List all the lines in these records that hold "lock".

Stored items>

____________________

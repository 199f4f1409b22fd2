//! [`ExternalSync`] – two-phase gate for synchronisation that cannot finish
//! inside this process.
//!
//! A barrier that spans several machines (a bus-wide vote, a wired sync
//! line) is started once the first local participant arrives
//! ([`SyncStage::Initial`]) and finalised once the last one does
//! ([`SyncStage::Final`]).  The final stage may complete on the spot or stay
//! pending; in the latter case the [`SyncHandler`] keeps the [`SyncGate`] it
//! was handed and completes the barrier later from whatever context observes
//! the remote side.
//!
//! ```text
//!   Idle ──start──▶ Pending ──finalize──▶ Idle    (Synced, success broadcast)
//!     │               │  ▲
//!     │               │  └─ Pending (gate completes later)
//!     └──error──▶ Failed ◀──error──┘             (error broadcast)
//! ```

use std::fmt;
use std::sync::Arc;

use parking_lot::Mutex;
use rtbus_kernel::EventSource;
use rtbus_types::{BusError, BusResult, EventFlags, SyncStage, SyncState, SyncStatus};
use tracing::{debug, warn};

/// The external side of the synchronisation.
pub trait SyncHandler: Send {
    /// Run `stage`.
    ///
    /// * [`SyncStage::Initial`] must return `Ok(SyncStatus::Pending)` or an
    ///   error.
    /// * [`SyncStage::Final`] returns `Synced` when the barrier completed now,
    ///   `Pending` when `gate` will be completed later, or an error.
    fn synchronize(&mut self, stage: SyncStage, gate: &SyncGate) -> BusResult<SyncStatus>;
}

impl<F> SyncHandler for F
where
    F: FnMut(SyncStage, &SyncGate) -> BusResult<SyncStatus> + Send,
{
    fn synchronize(&mut self, stage: SyncStage, gate: &SyncGate) -> BusResult<SyncStatus> {
        self(stage, gate)
    }
}

/// Handle used to complete a pending synchronisation asynchronously.
#[derive(Clone)]
pub struct SyncGate {
    source: Arc<EventSource>,
    success: EventFlags,
    error: EventFlags,
    state: Arc<Mutex<SyncState>>,
}

impl fmt::Debug for SyncGate {
    fn fmt(&self, f: &mut fmt::Formatter<'_>) -> fmt::Result {
        f.debug_struct("SyncGate")
            .field("success", &self.success)
            .field("error", &self.error)
            .field("state", &*self.state.lock())
            .finish()
    }
}

impl SyncGate {
    /// Mark the synchronisation done and release the waiting nodes.
    pub fn complete(&self) {
        *self.state.lock() = SyncState::Idle;
        self.source.broadcast(self.success);
        debug!(flags = self.success, "external sync completed");
    }

    /// Mark the synchronisation failed and notify the waiting nodes.
    pub fn fail(&self) {
        *self.state.lock() = SyncState::Failed;
        self.source.broadcast(self.error);
        warn!(flags = self.error, "external sync failed");
    }
}

/// Two-phase synchronisation gate.
///
/// # Example
///
/// ```
/// use std::sync::Arc;
/// use rtbus_kernel::EventSource;
/// use rtbus_middleware::sync::{ExternalSync, SyncGate};
/// use rtbus_types::{BusResult, SyncStage, SyncState, SyncStatus};
///
/// let sync = ExternalSync::new(|stage: SyncStage, _: &SyncGate| -> BusResult<SyncStatus> {
///     Ok(match stage {
///         SyncStage::Initial => SyncStatus::Pending,
///         SyncStage::Final => SyncStatus::Synced,
///     })
/// });
/// let source = Arc::new(EventSource::new());
///
/// assert_eq!(sync.start(&source, 0b10), Ok(SyncStatus::Pending));
/// assert_eq!(sync.state(), SyncState::Pending);
/// assert_eq!(sync.finalize(&source, 0b01, 0b10), Ok(SyncStatus::Synced));
/// assert_eq!(sync.state(), SyncState::Idle);
/// ```
pub struct ExternalSync {
    handler: Mutex<Box<dyn SyncHandler>>,
    state: Arc<Mutex<SyncState>>,
}

impl fmt::Debug for ExternalSync {
    fn fmt(&self, f: &mut fmt::Formatter<'_>) -> fmt::Result {
        f.debug_struct("ExternalSync")
            .field("state", &self.state())
            .finish()
    }
}

impl ExternalSync {
    pub fn new(handler: impl SyncHandler + 'static) -> Arc<Self> {
        Arc::new(Self {
            handler: Mutex::new(Box::new(handler)),
            state: Arc::new(Mutex::new(SyncState::Idle)),
        })
    }

    pub fn state(&self) -> SyncState {
        *self.state.lock()
    }

    /// Return a failed gate to `Idle` so that it can be started again.
    pub fn reset(&self) {
        *self.state.lock() = SyncState::Idle;
    }

    fn gate(&self, source: &Arc<EventSource>, success: EventFlags, error: EventFlags) -> SyncGate {
        SyncGate {
            source: Arc::clone(source),
            success,
            error,
            state: Arc::clone(&self.state),
        }
    }

    /// Kick off the synchronisation.  On error the gate fails and
    /// `error_flags` are broadcast on `source`.
    pub fn start(&self, source: &Arc<EventSource>, error_flags: EventFlags) -> BusResult<SyncStatus> {
        if self.state() != SyncState::Idle {
            return Err(BusError::SyncError);
        }
        let gate = self.gate(source, 0, error_flags);
        let outcome = self.handler.lock().synchronize(SyncStage::Initial, &gate);
        match outcome {
            Ok(SyncStatus::Pending) => {
                *self.state.lock() = SyncState::Pending;
                debug!("external sync started");
                Ok(SyncStatus::Pending)
            }
            Ok(SyncStatus::Synced) | Err(_) => {
                gate.fail();
                Err(BusError::SyncError)
            }
        }
    }

    /// Complete the synchronisation.  `Synced` broadcasts `success` on
    /// `source`; `Pending` leaves completion to the handler's gate; an error
    /// broadcasts `error`.
    pub fn finalize(
        &self,
        source: &Arc<EventSource>,
        success: EventFlags,
        error: EventFlags,
    ) -> BusResult<SyncStatus> {
        if self.state() == SyncState::Failed {
            return Err(BusError::SyncError);
        }
        let gate = self.gate(source, success, error);
        let outcome = self.handler.lock().synchronize(SyncStage::Final, &gate);
        match outcome {
            Ok(SyncStatus::Synced) => {
                gate.complete();
                Ok(SyncStatus::Synced)
            }
            Ok(SyncStatus::Pending) => {
                *self.state.lock() = SyncState::Pending;
                Ok(SyncStatus::Pending)
            }
            Err(_) => {
                gate.fail();
                Err(BusError::SyncError)
            }
        }
    }
}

____________________

Answer for this exercise>
            .field("state", &*self.state.lock())
        *self.state.lock() = SyncState::Idle;
        *self.state.lock() = SyncState::Failed;
        *self.state.lock()
        *self.state.lock() = SyncState::Idle;
        let outcome = self.handler.lock().synchronize(SyncStage::Initial, &gate);
                *self.state.lock() = SyncState::Pending;
        let outcome = self.handler.lock().synchronize(SyncStage::Final, &gate);
                *self.state.lock() = SyncState::Pending;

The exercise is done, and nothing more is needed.